While the dialogue is quirky, the action is less idiosyncratic. There’s less of the perversity that had Kiss Kiss Bang Bang‘s Robert Downey Jr. accidentally peeing on an innocent person’s corpse or shooting someone in the head when trying to interrogate them. Acknowledgement of failure in the realm of murder makes an important moral point: Small physical actions have big consequences when it comes to violence, even if they don’t always lead to ethical, grandiose, or climactic outcomes.

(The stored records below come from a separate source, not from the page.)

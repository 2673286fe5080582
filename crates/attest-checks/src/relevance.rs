//! Claimed-category relevance from column names.

use attest_contracts::{check::Relevance, settings::CategoryVocabulary, table::Table};

/// Confirm `claimed` if any column name contains one of its keywords
/// (case-insensitive). Otherwise, or when `claimed` has no vocabulary, the
/// result is `Relevance::Unknown`.
pub fn classify(table: &Table, claimed: &str, vocabulary: &CategoryVocabulary) -> Relevance {
    let Some(keywords) = vocabulary.keywords(claimed) else {
        return Relevance::Unknown;
    };
    let keywords: Vec<String> = keywords.iter().map(|k| k.to_lowercase()).collect();

    let matched = table.column_names().any(|name| {
        let name = name.to_lowercase();
        keywords.iter().any(|k| name.contains(k.as_str()))
    });

    if matched {
        Relevance::Confirmed(claimed.to_string())
    } else {
        Relevance::Unknown
    }
}

#[cfg(test)]
mod tests {
    use attest_contracts::{
        check::Relevance,
        settings::CategoryVocabulary,
        table::{CellValue, Table},
    };

    use super::classify;

    fn table_with(columns: &[&str]) -> Table {
        Table::from_rows(columns, vec![vec![CellValue::Int(1); columns.len()]]).unwrap()
    }

    #[test]
    fn test_keyword_substring_is_case_insensitive() {
        let table = table_with(&["StockPrice"]);
        let relevance = classify(&table, "Finance", &CategoryVocabulary::default());
        assert_eq!(relevance, Relevance::Confirmed("Finance".to_string()));
        assert!(relevance.matches_claim("Finance"));
    }

    #[test]
    fn test_no_keyword_is_unknown() {
        let table = table_with(&["a", "b"]);
        let relevance = classify(&table, "Finance", &CategoryVocabulary::default());
        assert_eq!(relevance, Relevance::Unknown);
        assert_eq!(relevance.label(), "Unknown");
    }

    #[test]
    fn test_never_infers_another_category() {
        // Health keywords present, but the claim is Finance.
        let table = table_with(&["patient_id", "diagnosis"]);
        assert_eq!(classify(&table, "Finance", &CategoryVocabulary::default()), Relevance::Unknown);
        assert_eq!(
            classify(&table, "Health", &CategoryVocabulary::default()),
            Relevance::Confirmed("Health".to_string())
        );
    }

    #[test]
    fn test_unconfigured_category_is_unknown() {
        let table = table_with(&["price"]);
        assert_eq!(classify(&table, "Retail", &CategoryVocabulary::default()), Relevance::Unknown);
    }
}
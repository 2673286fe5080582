//! Tunable check thresholds and scoring weights.
//!
//! These are plain data; `attest-config` deserializes them from TOML and the
//! checks and assembler read them. Defaults reproduce the reference
//! behaviour.

use std::collections::BTreeMap;

use serde::{Deserialize, Serialize};

/// Thresholds and column designations used by the table checks.
#[derive(Debug, Clone, PartialEq, Serialize, Deserialize)]
#[serde(default, deny_unknown_fields)]
pub struct CheckSettings {
    /// A dataset is only verified when it has strictly fewer missing cells.
    pub max_missing_values: u64,
    /// Columns exempt from the freeform-text type check.
    pub categorical_columns: Vec<String>,
    /// Column inspected by the bias check.
    pub demographic_column: String,
    /// Share above which a single value makes the column imbalanced.
    pub imbalance_threshold: f64,
}

impl Default for CheckSettings {
    fn default() -> Self {
        Self {
            max_missing_values: 10,
            categorical_columns: vec!["category".to_string()],
            demographic_column: "gender".to_string(),
            imbalance_threshold: 0.70,
        }
    }
}

/// Penalties subtracted from a perfect score of 100, and the score floor.
#[derive(Debug, Clone, Copy, PartialEq, Eq, Serialize, Deserialize)]
#[serde(default, deny_unknown_fields)]
pub struct ScoringPolicy {
    /// Lowest score a report may carry.
    pub floor: i32,
    pub pii_penalty: i32,
    pub relevance_penalty: i32,
    pub duplicate_penalty: i32,
    pub bias_penalty: i32,
}

impl Default for ScoringPolicy {
    fn default() -> Self {
        Self {
            floor: 0,
            pii_penalty: 10,
            relevance_penalty: 20,
            duplicate_penalty: 20,
            bias_penalty: 10,
        }
    }
}

/// Category label → column-name keywords.
///
/// Keywords are matched case-insensitively as substrings of column names.
#[derive(Debug, Clone, PartialEq, Eq, Serialize, Deserialize)]
#[serde(transparent)]
pub struct CategoryVocabulary(pub BTreeMap<String, Vec<String>>);

impl CategoryVocabulary {
    pub fn keywords(&self, category: &str) -> Option<&[String]> {
        self.0.get(category).map(Vec::as_slice)
    }

    pub fn categories(&self) -> impl Iterator<Item = &str> {
        self.0.keys().map(String::as_str)
    }
}

impl Default for CategoryVocabulary {
    fn default() -> Self {
        let mut map = BTreeMap::new();
        map.insert(
            "Finance".to_string(),
            vec!["price".to_string(), "stock".to_string(), "date".to_string()],
        );
        map.insert(
            "Health".to_string(),
            vec!["patient".to_string(), "diagnosis".to_string(), "treatment".to_string()],
        );
        Self(map)
    }
}
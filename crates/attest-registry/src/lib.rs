//! # attest-registry
//!
//! Seen-hash registries backing the authenticity check.
//!
//! ## Overview
//!
//! A registry is the set of dataset identities already submitted. It only
//! grows. Two implementations of
//! [`HashRegistry`](attest_core::traits::HashRegistry) are provided:
//!
//! - [`InMemoryHashRegistry`] — process lifetime, starts empty
//! - [`FileHashRegistry`] — JSON-lines file, survives restarts
//!
//! ## Usage
//!
//! ```rust,ignore
//! use std::sync::Arc;
//! use attest_registry::FileHashRegistry;
//!
//! let registry = Arc::new(FileHashRegistry::open("seen-hashes.jsonl")?);
//! // Pass `registry` to `attest_core::Executor::new(...)`.
//! ```

pub mod file;
pub mod memory;

pub use file::{FileHashRegistry, RegistryEntry};
pub use memory::InMemoryHashRegistry;

// ── Tests ─────────────────────────────────────────────────────────────────────

#[cfg(test)]
mod tests {
    use std::sync::{Arc, Barrier};
    use std::thread;

    use attest_contracts::identity::Digest;
    use attest_core::{traits::HashRegistry, AuthenticityChecker};

    use super::{FileHashRegistry, InMemoryHashRegistry};

    fn digest(byte: u8) -> Digest {
        Digest::from_bytes([byte; 32])
    }

    // ── In-memory ─────────────────────────────────────────────────────────────

    #[test]
    fn test_starts_empty() {
        let registry = InMemoryHashRegistry::new();
        assert!(registry.is_empty().unwrap());
        assert!(!registry.contains(&digest(1)).unwrap());
    }

    /// Same content twice: authentic, then duplicate.
    #[test]
    fn test_duplicate_flagging() {
        let checker = AuthenticityChecker::new(Arc::new(InMemoryHashRegistry::new()));

        assert!(checker.check(&digest(1)).unwrap(), "first sighting is authentic");
        assert!(!checker.check(&digest(1)).unwrap(), "second sighting is a duplicate");
        assert!(!checker.check(&digest(1)).unwrap(), "and stays a duplicate");
        assert!(checker.check(&digest(2)).unwrap(), "other content is unaffected");
        assert_eq!(checker.registry().len().unwrap(), 2);
    }

    /// Many threads racing on the same digest: exactly one sees it as new.
    #[test]
    fn test_concurrent_check_and_insert() {
        const THREADS: usize = 16;
        let registry = Arc::new(InMemoryHashRegistry::new());
        let barrier = Arc::new(Barrier::new(THREADS));

        let handles: Vec<_> = (0..THREADS)
            .map(|_| {
                let registry = Arc::clone(&registry);
                let barrier = Arc::clone(&barrier);
                thread::spawn(move || {
                    barrier.wait();
                    registry.check_and_insert(&digest(9)).unwrap()
                })
            })
            .collect();

        let winners = handles
            .into_iter()
            .map(|h| h.join().unwrap())
            .filter(|is_new| *is_new)
            .count();

        assert_eq!(winners, 1, "exactly one concurrent submission may be authentic");
        assert_eq!(registry.len().unwrap(), 1);
    }

    // ── File-backed ───────────────────────────────────────────────────────────

    #[test]
    fn test_file_registry_persists_across_reopen() {
        let dir = tempfile::tempdir().unwrap();
        let path = dir.path().join("seen.jsonl");

        {
            let registry = FileHashRegistry::open(&path).unwrap();
            assert!(registry.check_and_insert(&digest(1)).unwrap());
            assert!(registry.check_and_insert(&digest(2)).unwrap());
            assert!(!registry.check_and_insert(&digest(1)).unwrap());
        }

        let reopened = FileHashRegistry::open(&path).unwrap();
        assert_eq!(reopened.len().unwrap(), 2);
        assert!(!reopened.check_and_insert(&digest(2)).unwrap(), "seen before restart");
        assert!(reopened.check_and_insert(&digest(3)).unwrap());

        let contents = std::fs::read_to_string(&path).unwrap();
        assert_eq!(contents.lines().count(), 3, "one line per distinct digest");
        assert!(contents.contains(&digest(3).to_string()));
    }

    #[test]
    fn test_file_registry_rejects_corrupt_line() {
        let dir = tempfile::tempdir().unwrap();
        let path = dir.path().join("seen.jsonl");
        std::fs::write(&path, "not json\n").unwrap();

        match FileHashRegistry::open(&path) {
            Err(attest_contracts::error::AttestError::RegistryError { reason }) => {
                assert!(reason.contains(":1:"), "reason should carry the line number: {reason}");
            }
            Err(other) => panic!("expected RegistryError, got {:?}", other),
            Ok(_) => panic!("expected RegistryError, got a registry"),
        }
    }

    #[test]
    fn test_file_registry_recovers_from_interrupted_append() {
        let dir = tempfile::tempdir().unwrap();
        let path = dir.path().join("seen.jsonl");
        {
            let registry = FileHashRegistry::open(&path).unwrap();
            assert!(registry.check_and_insert(&digest(1)).unwrap());
        }
        let mut contents = std::fs::read_to_string(&path).unwrap();
        contents.push_str(r#"{"datasetHash":"0x0202"#);
        std::fs::write(&path, &contents).unwrap();

        let registry = FileHashRegistry::open(&path).unwrap();
        assert_eq!(registry.len().unwrap(), 1);
        assert!(!registry.check_and_insert(&digest(1)).unwrap());
        assert!(registry.check_and_insert(&digest(2)).unwrap());
        drop(registry);

        let contents = std::fs::read_to_string(&path).unwrap();
        assert!(contents.ends_with('\n'));
        assert_eq!(contents.lines().count(), 2, "partial line is gone: {contents}");

        let reopened = FileHashRegistry::open(&path).unwrap();
        assert_eq!(reopened.len().unwrap(), 2);
        assert!(reopened.contains(&digest(2)).unwrap());
    }

    #[test]
    fn test_file_registry_completes_unterminated_valid_entry() {
        let dir = tempfile::tempdir().unwrap();
        let path = dir.path().join("seen.jsonl");
        {
            let registry = FileHashRegistry::open(&path).unwrap();
            registry.check_and_insert(&digest(5)).unwrap();
        }
        let contents = std::fs::read_to_string(&path).unwrap();
        std::fs::write(&path, contents.trim_end()).unwrap();

        let registry = FileHashRegistry::open(&path).unwrap();
        assert!(registry.contains(&digest(5)).unwrap());
        assert!(registry.check_and_insert(&digest(6)).unwrap());
        drop(registry);

        let reopened = FileHashRegistry::open(&path).unwrap();
        assert_eq!(reopened.len().unwrap(), 2);
        assert_eq!(std::fs::read_to_string(&path).unwrap().lines().count(), 2);
    }

    #[test]
    fn test_file_registry_concurrent_check_and_insert() {
        const THREADS: usize = 8;
        let dir = tempfile::tempdir().unwrap();
        let registry = Arc::new(FileHashRegistry::open(dir.path().join("seen.jsonl")).unwrap());
        let barrier = Arc::new(Barrier::new(THREADS));

        let handles: Vec<_> = (0..THREADS)
            .map(|_| {
                let registry = Arc::clone(&registry);
                let barrier = Arc::clone(&barrier);
                thread::spawn(move || {
                    barrier.wait();
                    registry.check_and_insert(&digest(4)).unwrap()
                })
            })
            .collect();

        let winners = handles.into_iter().map(|h| h.join().unwrap()).filter(|n| *n).count();
        assert_eq!(winners, 1);

        let contents = std::fs::read_to_string(registry.path()).unwrap();
        assert_eq!(contents.lines().count(), 1);
    }
}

Some actors get better material than others. Sterling K. Brown, who was in Memphis recently filming for This Is Us, does great as the gum-chewing CIA fiend. Keegan-Michael Key sings out dirty jokes as Black’s character did before. Thomas Jane plays a character with Tourette’s, which results in the non sequitur “Well fuck me with an aardvark! I want to be famous!” when someone points a gun at him. He seems more like Jane yelling than an actual character.
Though out of place, I liked the moments with Jacob Tremblay as the autistic son, holding his ears during a fire alarm and facing off bullies. “I’m sorry I didn’t grow up the way you wanted me to,” he tells his father, and the movie responds with Munn’s reassurance that being on the spectrum is “the next step in the evolutionary chain.” In a movie filled with puerile, nostalgic vulgarity, it’s a moment of cutting-edge progressivism: It reflects the modern neurodiversity movement of those of us labeled mentally ill who denote themselves more positively.
But such things are about building people up, while The Predator is mostly about dramatizing neurotic fears over an inability to be macho. Our lead, Holbrook, barely suffers any qualms. His team befriends a giant mutant hunting dog the Predator brings with him, and everything is copacetic.
One idea the movie does dramatize is Stephen Hawking’s warning that we should not send messages into space for aliens, for fear they might be malevolent. Humanity is just in its childhood phase now, able to develop tech that expands into the universe, punchdrunk with the idea of being able to talk. Freezing, turning invisible, usually negatives when it comes to Predators and autism, might be a good idea.